Mitigation of multi-path propagation artefacts in acoustic targets with cepstral adaptive filtering
Lucas C. F. Domingos, Russell S. A. Brinkworth, Paulo E. Santos, Karl Sammut
TL;DR
This work tackles the challenge of multi-path and motion-induced artefacts in passive acoustic sensing by introducing a cepstrogram-based filtering pipeline. It combines cepstral analysis with an adaptive band-stop filter to suppress Lloyd’s Mirror energy while preserving target harmonics, improving spectrogram quality and downstream ship-type classification. Across simulated movement and underwater datasets, the method yields measurable gains in distortion metrics and MCC, though amplitude preservation remains a concern. The proposed approach shows promise for time-delay estimation, target recognition, and multi-path robustness, with potential extensions to multi-sensor configurations.
Abstract
Passive acoustic sensing is a cost-effective solution for monitoring moving targets such as vessels and aircraft, but its performance is hindered by complex propagation effects like multi-path reflections and motion-induced artefacts.
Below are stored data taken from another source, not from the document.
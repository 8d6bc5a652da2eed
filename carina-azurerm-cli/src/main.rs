use std::collections::HashMap;
use std::fs;
use std::path::{Path, PathBuf};

use clap::{Parser, Subcommand};
use colored::Colorize;
use serde::Deserialize;

use carina_provider_azurerm::AzurermProvider;
use carina_provider_azurerm::config::provider_schema;
use carina_provider_azurerm::resources::resource_types;
use carina_provider_sdk::provider::{Provider, ResourceType};
use carina_provider_sdk::resource::{Resource, ResourceId, State, Value};
use carina_provider_sdk::schema::{AttributeSchema, AttributeType, ResourceSchema};

#[derive(Parser)]
#[command(name = "carina-azurerm")]
#[command(about = "Run azurerm provider operations directly", long_about = None)]
struct Cli {
    /// Log filter used when RUST_LOG is not set
    #[arg(long, global = true, default_value = "warn")]
    log_level: String,

    /// JSON file with provider block attributes, overriding ARM_* variables
    #[arg(long, global = true, value_name = "FILE")]
    provider: Option<PathBuf>,

    #[command(subcommand)]
    command: Commands,
}

#[derive(Subcommand)]
enum Commands {
    /// List resource types, or show the attributes of one
    Schema {
        /// Resource type, data source or `azurerm` for the provider block
        resource_type: Option<String>,
    },
    /// Validate a resource file against its schema
    Validate {
        /// Path to resource JSON file
        file: PathBuf,
    },
    /// Create the resource described by a file
    Create {
        /// Path to resource JSON file
        file: PathBuf,
    },
    /// Read a resource by its Azure resource ID
    Read {
        resource_type: String,
        identifier: String,
    },
    /// Update an existing resource in place
    Update {
        /// Path to resource JSON file
        file: PathBuf,

        /// Azure resource ID of the existing resource
        #[arg(long)]
        id: String,
    },
    /// Delete a resource by its Azure resource ID
    Delete {
        resource_type: String,
        identifier: String,
    },
    /// Read a data source described by a file
    Data {
        /// Path to resource JSON file
        file: PathBuf,
    },
}

/// `{"type": "azurerm_resource_group", "name": "main", "attributes": {...}}`
#[derive(Deserialize)]
struct ResourceFile {
    #[serde(rename = "type")]
    resource_type: String,
    name: String,
    #[serde(default)]
    attributes: serde_json::Map<String, serde_json::Value>,
}

#[tokio::main]
async fn main() {
    let cli = Cli::parse();

    env_logger::Builder::from_env(env_logger::Env::default().default_filter_or(&cli.log_level))
        .init();

    let provider_file = cli.provider.as_deref();
    let result = match cli.command {
        Commands::Schema { resource_type } => run_schema(resource_type.as_deref()),
        Commands::Validate { file } => run_validate(&file),
        Commands::Create { file } => run_create(&file, provider_file).await,
        Commands::Read {
            resource_type,
            identifier,
        } => run_read(&resource_type, &identifier, provider_file).await,
        Commands::Update { file, id } => run_update(&file, &id, provider_file).await,
        Commands::Delete {
            resource_type,
            identifier,
        } => run_delete(&resource_type, &identifier, provider_file).await,
        Commands::Data { file } => run_data(&file, provider_file).await,
    };

    if let Err(e) = result {
        eprintln!("{} {}", "Error:".red().bold(), e);
        std::process::exit(1);
    }
}

fn get_schemas() -> HashMap<String, ResourceSchema> {
    let mut all_schemas = HashMap::new();
    for resource_type in resource_types() {
        all_schemas.insert(resource_type.name().to_string(), resource_type.schema());
    }
    let provider = provider_schema();
    all_schemas.insert(provider.resource_type.clone(), provider);
    all_schemas
}

fn schema_for(resource_type: &str) -> Result<ResourceSchema, String> {
    get_schemas()
        .remove(resource_type)
        .ok_or_else(|| format!("Unknown resource type: {}", resource_type))
}

fn read_json<T: serde::de::DeserializeOwned>(file: &Path) -> Result<T, String> {
    let content = fs::read_to_string(file)
        .map_err(|e| format!("Failed to read {}: {}", file.display(), e))?;
    serde_json::from_str(&content).map_err(|e| format!("Failed to parse {}: {}", file.display(), e))
}

fn to_attributes(json: &serde_json::Map<String, serde_json::Value>) -> HashMap<String, Value> {
    json.iter()
        .filter_map(|(key, value)| Value::from_json(value).map(|v| (key.clone(), v)))
        .collect()
}

fn load_resource(file: &Path) -> Result<Resource, String> {
    let parsed: ResourceFile = read_json(file)?;
    let mut resource = Resource::new(parsed.resource_type, parsed.name);
    resource.attributes = to_attributes(&parsed.attributes);
    log::debug!(
        "Loaded {} with {} attributes from {}",
        resource.id,
        resource.attributes.len(),
        file.display()
    );
    Ok(resource)
}

/// Provider block attributes: `{"subscription_id": "...", "use_cli": true}`
fn load_provider_attributes(file: &Path) -> Result<HashMap<String, Value>, String> {
    let parsed: serde_json::Map<String, serde_json::Value> = read_json(file)?;
    Ok(to_attributes(&parsed))
}

fn build_provider(provider_file: Option<&Path>) -> Result<AzurermProvider, String> {
    let provider = match provider_file {
        Some(file) => {
            log::info!("Configuring provider from {}", file.display());
            let attrs = load_provider_attributes(file)?;
            AzurermProvider::from_config_attributes(&attrs)
        }
        None => {
            log::info!("Configuring provider from ARM_* environment variables");
            AzurermProvider::from_env()
        }
    };
    provider.map_err(|e| e.to_string())
}

/// Resource name for ad-hoc commands: the last segment of the Azure ID
fn name_from_identifier(identifier: &str) -> String {
    identifier
        .trim_end_matches('/')
        .rsplit('/')
        .next()
        .unwrap_or(identifier)
        .to_string()
}

fn run_schema(resource_type: Option<&str>) -> Result<(), String> {
    let Some(resource_type) = resource_type else {
        let mut types: Vec<Box<dyn ResourceType>> = resource_types();
        types.sort_by_key(|t| t.name());
        for t in types {
            let kind = if t.is_data_source() {
                "data source"
            } else {
                "resource"
            };
            println!("  • {} {}", t.name(), format!("({})", kind).dimmed());
        }
        return Ok(());
    };

    let schema = schema_for(resource_type)?;
    println!("{}", schema.resource_type.bold());
    if let Some(description) = &schema.description {
        println!("{}", description);
    }
    println!();

    let mut attributes: Vec<&AttributeSchema> = schema.attributes.values().collect();
    attributes.sort_by(|a, b| a.name.cmp(&b.name));
    for attr in attributes {
        print_attribute(attr, 1);
    }
    Ok(())
}

fn print_attribute(attr: &AttributeSchema, depth: usize) {
    let indent = "  ".repeat(depth);
    let mode = if attr.required {
        "required".yellow()
    } else if attr.is_computed_only() {
        "computed".cyan()
    } else {
        "optional".normal()
    };

    let mut flags = Vec::new();
    if attr.force_new {
        flags.push("forces replacement");
    }
    if attr.sensitive {
        flags.push("sensitive");
    }
    let flags = if flags.is_empty() {
        String::new()
    } else {
        format!(" [{}]", flags.join(", "))
    };

    println!(
        "{}{} {} {}{}",
        indent,
        attr.name.bold(),
        attr.attr_type.to_string().dimmed(),
        mode,
        flags.red()
    );
    if let Some(description) = &attr.description {
        println!("{}  {}", indent, description.dimmed());
    }
    if let AttributeType::Block(fields) = &attr.attr_type {
        for field in fields {
            print_attribute(field, depth + 1);
        }
    }
}

fn run_validate(file: &Path) -> Result<(), String> {
    let resource = load_resource(file)?;
    let schema = schema_for(&resource.id.resource_type)?;

    println!("{}", "Validating...".cyan());

    if let Err(errors) = schema.validate(&resource.attributes) {
        let messages: Vec<String> = errors
            .iter()
            .map(|e| format!("{}.{}: {}", resource.id.resource_type, resource.id.name, e))
            .collect();
        return Err(messages.join("\n"));
    }

    println!(
        "{}",
        format!(
            "✓ {}.{} validated successfully.",
            resource.id.resource_type, resource.id.name
        )
        .green()
        .bold()
    );
    Ok(())
}

async fn run_create(file: &Path, provider_file: Option<&Path>) -> Result<(), String> {
    let resource = load_resource(file)?;
    let provider = build_provider(provider_file)?;

    println!(
        "{} {}.{}",
        "Creating".cyan().bold(),
        resource.id.resource_type,
        resource.id.name
    );
    let state = provider
        .create(&resource)
        .await
        .map_err(|e| e.to_string())?;
    log::info!("Created {} as {:?}", resource.id, state.identifier);
    println!("  {} Created {}.{}", "✓".green(), resource.id.resource_type, resource.id.name);
    print_state(&state)
}

async fn run_read(
    resource_type: &str,
    identifier: &str,
    provider_file: Option<&Path>,
) -> Result<(), String> {
    let provider = build_provider(provider_file)?;
    let id = ResourceId::new(resource_type, name_from_identifier(identifier));
    log::info!("Reading {} ({})", id, identifier);

    let state = provider
        .read(&id, Some(identifier))
        .await
        .map_err(|e| e.to_string())?;
    if !state.exists {
        println!("{}", format!("{} does not exist.", identifier).yellow());
        return Ok(());
    }
    print_state(&state)
}

async fn run_update(
    file: &Path,
    identifier: &str,
    provider_file: Option<&Path>,
) -> Result<(), String> {
    let resource = load_resource(file)?;
    let provider = build_provider(provider_file)?;
    log::info!("Updating {} ({})", resource.id, identifier);

    let current = provider
        .read(&resource.id, Some(identifier))
        .await
        .map_err(|e| e.to_string())?;
    if !current.exists {
        return Err(format!(
            "{} does not exist, create it instead",
            identifier
        ));
    }

    println!(
        "{} {}.{}",
        "Updating".cyan().bold(),
        resource.id.resource_type,
        resource.id.name
    );
    let state = provider
        .update(&resource.id, identifier, &current, &resource)
        .await
        .map_err(|e| e.to_string())?;
    println!("  {} Updated {}.{}", "✓".green(), resource.id.resource_type, resource.id.name);
    print_state(&state)
}

async fn run_delete(
    resource_type: &str,
    identifier: &str,
    provider_file: Option<&Path>,
) -> Result<(), String> {
    let provider = build_provider(provider_file)?;
    let id = ResourceId::new(resource_type, name_from_identifier(identifier));
    log::info!("Deleting {} ({})", id, identifier);

    println!("{} {}", "Deleting".red().bold(), identifier);
    provider
        .delete(&id, identifier)
        .await
        .map_err(|e| e.to_string())?;
    println!("  {} Deleted {}", "✓".green(), identifier);
    Ok(())
}

async fn run_data(file: &Path, provider_file: Option<&Path>) -> Result<(), String> {
    let resource = load_resource(file)?.with_read_only(true);
    let provider = build_provider(provider_file)?;
    log::info!("Reading data source {}", resource.id);

    let state = provider
        .read_data_source(&resource)
        .await
        .map_err(|e| e.to_string())?;
    if !state.exists {
        return Err(format!(
            "{}.{} was not found",
            resource.id.resource_type, resource.id.name
        ));
    }
    print_state(&state)
}

fn print_state(state: &State) -> Result<(), String> {
    let schema = get_schemas().remove(&state.id.resource_type);
    let attributes = redact_attributes(&state.attributes, &|name: &str| {
        schema.as_ref().and_then(|s| s.attributes.get(name))
    });

    let output = serde_json::json!({
        "type": state.id.resource_type,
        "name": state.id.name,
        "id": state.identifier,
        "attributes": attributes,
    });
    let rendered = serde_json::to_string_pretty(&output).map_err(|e| e.to_string())?;
    println!("{}", rendered);
    Ok(())
}

/// State as JSON with sensitive values masked, including inside blocks
fn redact_attributes<'a>(
    attributes: &HashMap<String, Value>,
    lookup: &dyn Fn(&str) -> Option<&'a AttributeSchema>,
) -> serde_json::Value {
    let mut names: Vec<&String> = attributes.keys().collect();
    names.sort();

    let mut map = serde_json::Map::new();
    for name in names {
        let value = &attributes[name];
        let rendered = match lookup(name) {
            Some(attr) if attr.sensitive => serde_json::Value::String("(sensitive)".to_string()),
            Some(AttributeSchema {
                attr_type: AttributeType::Block(fields),
                ..
            }) => match value {
                Value::List(items) => serde_json::Value::Array(
                    items
                        .iter()
                        .map(|item| match item {
                            Value::Map(block) => redact_attributes(block, &move |field: &str| {
                                fields.iter().find(|f| f.name == field)
                            }),
                            other => other.to_json(),
                        })
                        .collect(),
                ),
                other => other.to_json(),
            },
            _ => value.to_json(),
        };
        map.insert(name.clone(), rendered);
    }
    serde_json::Value::Object(map)
}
Existing filtering techniques do not properly incorporate the characteristics of the environment or account for variability in medium properties, limiting their effectiveness in separating source and reflection components. This paper proposes a method for separating target signals from their reflections in a spectrogram. Temporal filtering is applied to cepstral coefficients using an adaptive band-stop filter, which dynamically adjusts its bandwidth based on the relative intensity of the quefrency components. The method improved the signal-to-noise ratio (SNR), log-spectral distance (LSD), and Itakura-Saito (IS) distance across velocities ranging from 10 to 100 metres per second in aircraft noise with simulated motion. It also enhanced the performance of ship-type classification in underwater tasks by 2.28 and 2.62 Matthews Correlation Coefficient percentage points for the DeepShip and VTUAD v2 datasets, respectively. These results demonstrate the potential of the proposed pipeline to improve acoustic target classification and time-delay estimation in multi-path environments, with future work aimed at amplitude preservation and multi-sensor applications.